Hope And Radishes: A Collection of Poems

By Margaret Rozga. (Cornerstone Press, 2021).

Review By Judy Barisonzi

Fans of Peggy Rozga’s poetry will find both old favorites and new directions in her most recent collection, 

Holding My Selves Together: New and Selected Poems (Cornerstone Press, 2021).  What holds the book together are Rozga’s reflections on developing a strong self as a confident and powerful woman. In the book’s four sections, she offers us different poetic paths toward this goal.

The first path, “Alice Marathons,” is Rozga’s retelling of the story of Alice in Wonderland. The young Alice is contrasted with her sister, who “brings bound up words” to the picnic, reading books while Alice “tucks scarcely realized words/into her pocket” (“Alice Runs,” p. 3). “[L]ong[ing] for adventure, for/something keen and daring, for/something to delight her hungry eye (“After Lunch,” p. 5), Alice journeys down the rabbit hole of self realization.  The sister is not open to adventure, or to rabbits: “Wish we could/keep them from our garden”  (“Wake Up Please,” p. 14), but Alice knows the garden is a place of discovery. Moving back and forth in these poems between she and I, Rozga presents Alice as a poet, one who must live with uncertainty and flux:

I begin to write   pause        no   that’s not the way

to start   pause      think again    better this start

than none   it will come to me       later    cross out

delete   get up walk away (“Alice Runs,” p. 3)

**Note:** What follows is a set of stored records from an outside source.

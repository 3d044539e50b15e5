//! HTTP handlers for listing folders and issuing presigned URLs.
//! Object bytes never pass through here: callers get a URL and talk to the
//! store directly.

use crate::{errors::AppError, models::entry::Entry, state::AppState};
use axum::{
    Json,
    extract::{Query, State, rejection::JsonRejection},
};
use chrono::{DateTime, Utc};
use serde::{Deserialize, Serialize};

/// Query params accepted by `GET /objects`.
#[derive(Debug, Deserialize)]
pub struct ListObjectsQuery {
    pub prefix: Option<String>,
}

/// Query params accepted by `GET /download` and `GET /upload`.
#[derive(Debug, Deserialize)]
pub struct KeyQuery {
    pub key: Option<String>,
}

/// Request body for `PUT /upload`.
#[derive(Debug, Deserialize)]
#[serde(rename_all = "camelCase")]
pub struct UploadReq {
    pub key: Option<String>,
    pub content_type: Option<String>,
}

#[derive(Debug, Serialize)]
pub struct ListObjectsResp {
    pub items: Vec<Entry>,
}

#[derive(Debug, Serialize)]
#[serde(rename_all = "camelCase")]
pub struct DownloadResp {
    pub download_url: String,
    pub expires_in: u64,
    pub expires_at: DateTime<Utc>,
}

#[derive(Debug, Serialize)]
#[serde(rename_all = "camelCase")]
pub struct UploadResp {
    pub upload_url: String,
    pub key: String,
    pub expires_in: u64,
    pub expires_at: DateTime<Utc>,
}

#[derive(Debug, Serialize)]
#[serde(rename_all = "camelCase")]
pub struct LegacyUrlResp {
    pub url: String,
    pub expires_in: u64,
    pub expires_at: DateTime<Utc>,
}

/// GET `/objects` — direct children of `?prefix=` (root when omitted).
pub async fn list_objects(
    State(state): State<AppState>,
    Query(q): Query<ListObjectsQuery>,
) -> Result<Json<ListObjectsResp>, AppError> {
    let prefix = q.prefix.unwrap_or_default();
    let items = state
        .resolver
        .resolve(&prefix)
        .await
        .map_err(|err| AppError::from_listing(err, "Failed to fetch objects"))?;

    Ok(Json(ListObjectsResp { items }))
}

/// GET `/download` — presigned GET for `?key=`.
pub async fn download_url(
    State(state): State<AppState>,
    Query(q): Query<KeyQuery>,
) -> Result<Json<DownloadResp>, AppError> {
    let key = q.key.unwrap_or_default();
    let grant = state
        .issuer
        .issue_download(&key)
        .await
        .map_err(|err| AppError::from_issue(err, "Failed to generate download URL"))?;

    Ok(Json(DownloadResp {
        download_url: grant.url,
        expires_in: grant.expires_in_seconds,
        expires_at: grant.expires_at,
    }))
}

/// PUT `/upload` — presigned PUT for `{ key, contentType? }`.
pub async fn upload_url(
    State(state): State<AppState>,
    payload: Result<Json<UploadReq>, JsonRejection>,
) -> Result<Json<UploadResp>, AppError> {
    let Json(req) = payload.map_err(|rejection| AppError::bad_request(rejection.body_text()))?;
    let key = req.key.unwrap_or_default();

    let grant = state
        .issuer
        .issue_upload(&key, req.content_type.as_deref())
        .await
        .map_err(|err| AppError::from_issue(err, "Failed to generate upload URL"))?;

    Ok(Json(UploadResp {
        upload_url: grant.url,
        key: grant.key,
        expires_in: grant.expires_in_seconds,
        expires_at: grant.expires_at,
    }))
}

/// GET `/upload` — older download-style issuance kept for existing clients.
///
/// Shares the download issuer, so expiry and error shape match `/download`.
pub async fn legacy_download_url(
    State(state): State<AppState>,
    Query(q): Query<KeyQuery>,
) -> Result<Json<LegacyUrlResp>, AppError> {
    let key = q.key.unwrap_or_default();
    let grant = state
        .issuer
        .issue_download(&key)
        .await
        .map_err(|err| AppError::from_issue(err, "Failed to generate download URL"))?;

    Ok(Json(LegacyUrlResp {
        url: grant.url,
        expires_in: grant.expires_in_seconds,
        expires_at: grant.expires_at,
    }))
}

Running is a recurrent theme in these poems, at first “running away from myself” (“Acknowledging Alice,” p. 2) but later challenging oneself in a marathon. On her journey to selfhood, Alice finds “disaster after ecological disaster. . .  tyranny served by minions” (A Grin Before the Cat Appears, p. 6). She “gets caught up/in a royally wicked game” (First a Grin, Then a Cat, Then Being Told which Way Depends on Where You Want to Go.,” p. 8–by the way, I love Rozga’s titles!)and exclaims, “What time is this, what times are these,/rude, rough, incomprehensible” (“Awake,” p. 16). Finally, though, she “wakes up/and embraces running” (“Grounding,” p. 17), realizing that she must stop running away from and start to ”[run] her own race” (“Alice Runs Again,” p. 20). And waking up involves not only running but also writing poetry. Peggy/Alice the poet laments, “I’m wasting time, stuck in a rabbit hole of prose” (“Running,“ p. 13) of both her life and her voice.

I’ve focused my review on the Alice poems because, quite frankly, I like them best: I like the way Rozga uses the Alice in Wonderland story to tell HER story. But I’ve also focused on those poems because the poems in the second part of the book, “The Last Six Miles Are the Hardest,” will be mostly familiar to Rozga readers.  Rozga takes us to the civil rights movement of the 1960s and the struggle for fair housing in Milwaukee, and in this section, too, she writes of growing self discovery and strength.

Seeing her long-time neighborhood in a new way, she is daunted by “a wave of hate,” asking “How had I walked these streets for years/and never seen the ugly?” (“Peggy: Crossing the 16th Street Viaduct,” p. 54-5). But she finally concludes “Hey, y’all. We DID it! We did IT!/WE did it!” (“Toward an Epilogue,” p. 65). It’s the WE that’s important here.

After these political poems, the book’s third section, “Even in Beauty,” which mixes older poems with some newer ones, touches on Rozga’s various selves as poet, gardener, and grandmother as well as poet and activist. My favorite poem in this section is “Cake and Lemonade for Neighbors,” a poem first published in 2018, which beautifully depicts Rozga’s vision of a peaceful multi-racial society:



  everyone finds

a comfortable place to sit

on the unscreened

wide or narrow porch

or on the stoop. Some-

times just enjoy all

Black, Brown, White

golden quiet together (p.91)

Ultimately, Rozga tells us, poetry and social activism are the same, and their goal is inclusion:

Poems. Rallies. Poem rallies. Poems

protest closed doors, welcome the lonely,

look out, invite in. Sing solo but invite

chorus. Word a way out: I to we,

my to our.  (“Ars Poetica,” p. 96)

In the concluding section of the book, “Holding My Selves Together,” fear and anger are the subjects of several more recent poems, but overall, Rozga’s message is hope, “the absolute refusal to be unseen” (“Risk Awe,” p. 138):

 Hope

now for the fruit,

and rain on the radishes (“Hope Is the Thing That Flies,” p. 139).

Rozga is a poet who always has her eye on the radishes. And that’s just as it should be.


Judy Barisonzi

Judy is a retired professor of English at the UW Colleges, now living in far northwestern Wisconsin. Some of her poems have appeared in periodicals such as Rattle, The Lyric, and Jewish Women’s Literary Annual.